• [TASK BRIEF]
Write out the data in full, exactly as shown.

• [MATERIAL FOR THIS TASK]
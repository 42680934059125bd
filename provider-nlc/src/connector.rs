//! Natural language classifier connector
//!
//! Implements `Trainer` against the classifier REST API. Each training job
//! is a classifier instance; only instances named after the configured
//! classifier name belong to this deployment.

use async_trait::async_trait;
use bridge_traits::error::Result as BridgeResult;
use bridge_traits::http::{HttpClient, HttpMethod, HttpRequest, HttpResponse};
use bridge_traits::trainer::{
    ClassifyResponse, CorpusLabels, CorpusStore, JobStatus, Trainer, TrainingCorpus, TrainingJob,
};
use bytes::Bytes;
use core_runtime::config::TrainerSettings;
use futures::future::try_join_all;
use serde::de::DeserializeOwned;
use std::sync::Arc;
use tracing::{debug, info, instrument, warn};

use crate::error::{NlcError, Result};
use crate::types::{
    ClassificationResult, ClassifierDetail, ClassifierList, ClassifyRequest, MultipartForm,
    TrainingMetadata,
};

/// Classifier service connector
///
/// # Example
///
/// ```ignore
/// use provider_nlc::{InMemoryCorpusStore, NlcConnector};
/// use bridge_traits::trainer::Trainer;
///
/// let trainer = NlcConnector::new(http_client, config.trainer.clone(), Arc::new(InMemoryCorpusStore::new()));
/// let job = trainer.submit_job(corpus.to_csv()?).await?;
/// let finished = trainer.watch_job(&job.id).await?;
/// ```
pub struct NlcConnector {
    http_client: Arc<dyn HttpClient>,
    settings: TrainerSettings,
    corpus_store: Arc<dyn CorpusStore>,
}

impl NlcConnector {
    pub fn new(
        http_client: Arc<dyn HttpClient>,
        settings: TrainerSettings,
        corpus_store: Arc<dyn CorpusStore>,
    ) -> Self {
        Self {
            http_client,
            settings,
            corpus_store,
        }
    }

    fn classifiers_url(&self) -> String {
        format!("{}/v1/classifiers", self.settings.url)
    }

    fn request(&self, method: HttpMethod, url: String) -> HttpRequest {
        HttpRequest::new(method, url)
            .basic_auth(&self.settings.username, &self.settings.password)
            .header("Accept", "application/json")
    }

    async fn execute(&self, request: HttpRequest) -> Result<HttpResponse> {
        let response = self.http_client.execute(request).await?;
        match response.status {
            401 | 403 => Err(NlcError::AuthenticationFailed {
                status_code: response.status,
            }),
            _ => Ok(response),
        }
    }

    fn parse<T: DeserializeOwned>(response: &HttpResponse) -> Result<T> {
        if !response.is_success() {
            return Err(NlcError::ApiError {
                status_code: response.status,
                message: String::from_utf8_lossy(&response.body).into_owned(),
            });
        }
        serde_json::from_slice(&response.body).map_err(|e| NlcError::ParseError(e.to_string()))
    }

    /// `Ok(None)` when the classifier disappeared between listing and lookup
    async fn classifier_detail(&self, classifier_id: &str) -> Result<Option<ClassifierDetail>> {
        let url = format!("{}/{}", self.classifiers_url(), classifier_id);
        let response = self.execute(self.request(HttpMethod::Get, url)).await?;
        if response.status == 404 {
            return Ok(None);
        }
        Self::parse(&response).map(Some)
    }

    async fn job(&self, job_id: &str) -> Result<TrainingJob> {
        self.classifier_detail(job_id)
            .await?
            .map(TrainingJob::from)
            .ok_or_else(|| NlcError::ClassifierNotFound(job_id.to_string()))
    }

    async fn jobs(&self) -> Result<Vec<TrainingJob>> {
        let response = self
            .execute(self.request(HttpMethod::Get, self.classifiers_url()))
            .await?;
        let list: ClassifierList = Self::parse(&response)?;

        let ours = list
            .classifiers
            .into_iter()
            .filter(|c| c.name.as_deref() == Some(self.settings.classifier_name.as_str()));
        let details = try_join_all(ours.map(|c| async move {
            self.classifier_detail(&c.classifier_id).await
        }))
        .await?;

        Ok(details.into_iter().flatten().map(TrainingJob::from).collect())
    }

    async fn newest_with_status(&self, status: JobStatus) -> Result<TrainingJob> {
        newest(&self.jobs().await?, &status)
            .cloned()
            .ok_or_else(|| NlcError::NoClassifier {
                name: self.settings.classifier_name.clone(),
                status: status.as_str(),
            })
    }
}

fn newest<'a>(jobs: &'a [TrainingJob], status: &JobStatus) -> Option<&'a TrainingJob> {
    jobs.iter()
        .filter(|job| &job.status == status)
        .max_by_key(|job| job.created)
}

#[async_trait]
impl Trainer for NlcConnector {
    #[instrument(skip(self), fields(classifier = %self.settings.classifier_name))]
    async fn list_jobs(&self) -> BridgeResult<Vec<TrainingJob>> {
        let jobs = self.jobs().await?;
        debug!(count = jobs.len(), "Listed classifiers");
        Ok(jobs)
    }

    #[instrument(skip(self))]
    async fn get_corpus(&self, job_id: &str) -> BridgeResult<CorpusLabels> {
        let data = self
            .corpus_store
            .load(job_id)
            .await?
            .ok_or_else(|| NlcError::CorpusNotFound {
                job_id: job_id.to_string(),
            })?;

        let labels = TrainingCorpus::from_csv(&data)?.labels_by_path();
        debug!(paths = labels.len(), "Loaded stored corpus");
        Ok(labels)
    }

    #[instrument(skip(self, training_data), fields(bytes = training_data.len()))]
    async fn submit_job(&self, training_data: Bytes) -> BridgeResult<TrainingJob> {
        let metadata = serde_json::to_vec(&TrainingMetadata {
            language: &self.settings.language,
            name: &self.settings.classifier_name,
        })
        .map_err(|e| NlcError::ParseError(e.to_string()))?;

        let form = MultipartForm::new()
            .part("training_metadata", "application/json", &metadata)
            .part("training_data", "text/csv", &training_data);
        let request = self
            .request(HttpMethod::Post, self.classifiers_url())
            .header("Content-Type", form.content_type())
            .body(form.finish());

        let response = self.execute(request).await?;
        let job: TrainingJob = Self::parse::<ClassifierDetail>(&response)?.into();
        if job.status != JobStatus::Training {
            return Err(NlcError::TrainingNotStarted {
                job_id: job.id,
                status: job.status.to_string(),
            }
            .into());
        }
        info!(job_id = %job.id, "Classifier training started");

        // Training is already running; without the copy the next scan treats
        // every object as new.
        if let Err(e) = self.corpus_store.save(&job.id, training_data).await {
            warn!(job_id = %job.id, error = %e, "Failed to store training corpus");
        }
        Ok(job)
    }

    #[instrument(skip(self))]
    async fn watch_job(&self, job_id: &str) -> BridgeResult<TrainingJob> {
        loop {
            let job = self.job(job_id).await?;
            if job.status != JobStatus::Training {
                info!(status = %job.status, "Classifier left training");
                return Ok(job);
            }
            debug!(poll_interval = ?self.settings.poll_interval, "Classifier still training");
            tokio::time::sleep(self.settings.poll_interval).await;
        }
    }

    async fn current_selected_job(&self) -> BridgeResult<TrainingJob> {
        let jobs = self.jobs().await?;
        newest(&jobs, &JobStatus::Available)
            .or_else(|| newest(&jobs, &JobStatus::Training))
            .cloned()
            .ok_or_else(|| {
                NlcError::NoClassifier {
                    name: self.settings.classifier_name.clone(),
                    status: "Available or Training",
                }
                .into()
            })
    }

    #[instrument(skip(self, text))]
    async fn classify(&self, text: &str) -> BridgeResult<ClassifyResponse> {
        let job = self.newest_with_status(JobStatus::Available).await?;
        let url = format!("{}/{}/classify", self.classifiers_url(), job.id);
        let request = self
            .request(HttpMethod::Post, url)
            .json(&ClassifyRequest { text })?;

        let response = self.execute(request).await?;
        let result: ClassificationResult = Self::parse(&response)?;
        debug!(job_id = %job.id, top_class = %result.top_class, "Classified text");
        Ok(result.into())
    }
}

• [YOUR SOLUTION]
repository 42680934059125bd
filename provider-nlc/src/connector.rs
//! Natural language classifier connector
//!
//! Implements `Trainer` against the classifier REST API. Each training job
//! is a classifier instance; only instances named after the configured
//! classifier name belong to this deployment.

use async_trait::async_trait;
use bridge_traits::error::Result as BridgeResult;
use bridge_traits::http::{HttpClient, HttpMethod, HttpRequest, HttpResponse};
use bridge_traits::trainer::{
    ClassifyResponse, CorpusLabels, CorpusStore, JobStatus, Trainer, TrainingCorpus, TrainingJob,
};
use bytes::Bytes;
use core_runtime::config::TrainerSettings;
use futures::future::try_join_all;
use serde::de::DeserializeOwned;
use std::sync::Arc;
use tracing::{debug, info, instrument, warn};

use crate::error::{NlcError, Result};
use crate::types::{
    ClassificationResult, ClassifierDetail, ClassifierList, ClassifyRequest, MultipartForm,
    TrainingMetadata,
};

/// Classifier service connector
///
/// # Example
///
/// ```ignore
/// use provider_nlc::{InMemoryCorpusStore, NlcConnector};
/// use bridge_traits::trainer::Trainer;
///
/// let trainer = NlcConnector::new(http_client, config.trainer.clone(), Arc::new(InMemoryCorpusStore::new()));
/// let job = trainer.submit_job(corpus.to_csv()?).await?;
/// let finished = trainer.watch_job(&job.id).await?;
/// ```
pub struct NlcConnector {
    http_client: Arc<dyn HttpClient>,
    settings: TrainerSettings,
    corpus_store: Arc<dyn CorpusStore>,
}

impl NlcConnector {
    pub fn new(
        http_client: Arc<dyn HttpClient>,
        settings: TrainerSettings,
        corpus_store: Arc<dyn CorpusStore>,
    ) -> Self {
        Self {
            http_client,
            settings,
            corpus_store,
        }
    }

    fn classifiers_url(&self) -> String {
        format!("{}/v1/classifiers", self.settings.url)
    }

    fn request(&self, method: HttpMethod, url: String) -> HttpRequest {
        HttpRequest::new(method, url)
            .basic_auth(&self.settings.username, &self.settings.password)
            .header("Accept", "application/json")
    }

    async fn execute(&self, request: HttpRequest) -> Result<HttpResponse> {
        let response = self.http_client.execute(request).await?;
        match response.status {
            401 | 403 => Err(NlcError::AuthenticationFailed {
                status_code: response.status,
            }),
            _ => Ok(response),
        }
    }

    fn parse<T: DeserializeOwned>(response: &HttpResponse) -> Result<T> {
        if !response.is_success() {
            return Err(NlcError::ApiError {
                status_code: response.status,
                message: String::from_utf8_lossy(&response.body).into_owned(),
            });
        }
        serde_json::from_slice(&response.body).map_err(|e| NlcError::ParseError(e.to_string()))
    }

    /// `Ok(None)` when the classifier disappeared between listing and lookup
    async fn classifier_detail(&self, classifier_id: &str) -> Result<Option<ClassifierDetail>> {
        let url = format!("{}/{}", self.classifiers_url(), classifier_id);
        let response = self.execute(self.request(HttpMethod::Get, url)).await?;
        if response.status == 404 {
            return Ok(None);
        }
        Self::parse(&response).map(Some)
    }

    async fn job(&self, job_id: &str) -> Result<TrainingJob> {
        self.classifier_detail(job_id)
            .await?
            .map(TrainingJob::from)
            .ok_or_else(|| NlcError::ClassifierNotFound(job_id.to_string()))
    }

    async fn jobs(&self) -> Result<Vec<TrainingJob>> {
        let response = self
            .execute(self.request(HttpMethod::Get, self.classifiers_url()))
            .await?;
        let list: ClassifierList = Self::parse(&response)?;

        let ours = list
            .classifiers
            .into_iter()
            .filter(|c| c.name.as_deref() == Some(self.settings.classifier_name.as_str()));
        let details = try_join_all(ours.map(|c| async move {
            self.classifier_detail(&c.classifier_id).await
        }))
        .await?;

        Ok(details.into_iter().flatten().map(TrainingJob::from).collect())
    }

    async fn newest_with_status(&self, status: JobStatus) -> Result<TrainingJob> {
        newest(&self.jobs().await?, &status)
            .cloned()
            .ok_or_else(|| NlcError::NoClassifier {
                name: self.settings.classifier_name.clone(),
                status: status.as_str(),
            })
    }
}

fn newest<'a>(jobs: &'a [TrainingJob], status: &JobStatus) -> Option<&'a TrainingJob> {
    jobs.iter()
        .filter(|job| &job.status == status)
        .max_by_key(|job| job.created)
}

#[async_trait]
impl Trainer for NlcConnector {
    #[instrument(skip(self), fields(classifier = %self.settings.classifier_name))]
    async fn list_jobs(&self) -> BridgeResult<Vec<TrainingJob>> {
        let jobs = self.jobs().await?;
        debug!(count = jobs.len(), "Listed classifiers");
        Ok(jobs)
    }

    #[instrument(skip(self))]
    async fn get_corpus(&self, job_id: &str) -> BridgeResult<CorpusLabels> {
        let data = self
            .corpus_store
            .load(job_id)
            .await?
            .ok_or_else(|| NlcError::CorpusNotFound {
                job_id: job_id.to_string(),
            })?;

        let labels = TrainingCorpus::from_csv(&data)?.labels_by_path();
        debug!(paths = labels.len(), "Loaded stored corpus");
        Ok(labels)
    }

    #[instrument(skip(self, training_data), fields(bytes = training_data.len()))]
    async fn submit_job(&self, training_data: Bytes) -> BridgeResult<TrainingJob> {
        let metadata = serde_json::to_vec(&TrainingMetadata {
            language: &self.settings.language,
            name: &self.settings.classifier_name,
        })
        .map_err(|e| NlcError::ParseError(e.to_string()))?;

        let form = MultipartForm::new()
            .part("training_metadata", "application/json", &metadata)
            .part("training_data", "text/csv", &training_data);
        let request = self
            .request(HttpMethod::Post, self.classifiers_url())
            .header("Content-Type", form.content_type())
            .body(form.finish());

        let response = self.execute(request).await?;
        let job: TrainingJob = Self::parse::<ClassifierDetail>(&response)?.into();
        if job.status != JobStatus::Training {
            return Err(NlcError::TrainingNotStarted {
                job_id: job.id,
                status: job.status.to_string(),
            }
            .into());
        }
        info!(job_id = %job.id, "Classifier training started");

        // Training is already running; without the copy the next scan treats
        // every object as new.
        if let Err(e) = self.corpus_store.save(&job.id, training_data).await {
            warn!(job_id = %job.id, error = %e, "Failed to store training corpus");
        }
        Ok(job)
    }

    #[instrument(skip(self))]
    async fn watch_job(&self, job_id: &str) -> BridgeResult<TrainingJob> {
        loop {
            let job = self.job(job_id).await?;
            if job.status != JobStatus::Training {
                info!(status = %job.status, "Classifier left training");
                return Ok(job);
            }
            debug!(poll_interval = ?self.settings.poll_interval, "Classifier still training");
            tokio::time::sleep(self.settings.poll_interval).await;
        }
    }

    async fn current_selected_job(&self) -> BridgeResult<TrainingJob> {
        let jobs = self.jobs().await?;
        newest(&jobs, &JobStatus::Available)
            .or_else(|| newest(&jobs, &JobStatus::Training))
            .cloned()
            .ok_or_else(|| {
                NlcError::NoClassifier {
                    name: self.settings.classifier_name.clone(),
                    status: "Available or Training",
                }
                .into()
            })
    }

    #[instrument(skip(self, text))]
    async fn classify(&self, text: &str) -> BridgeResult<ClassifyResponse> {
        let job = self.newest_with_status(JobStatus::Available).await?;
        let url = format!("{}/{}/classify", self.classifiers_url(), job.id);
        let request = self
            .request(HttpMethod::Post, url)
            .json(&ClassifyRequest { text })?;

        let response = self.execute(request).await?;
        let result: ClassificationResult = Self::parse(&response)?;
        debug!(job_id = %job.id, top_class = %result.top_class, "Classified text");
        Ok(result.into())
    }
}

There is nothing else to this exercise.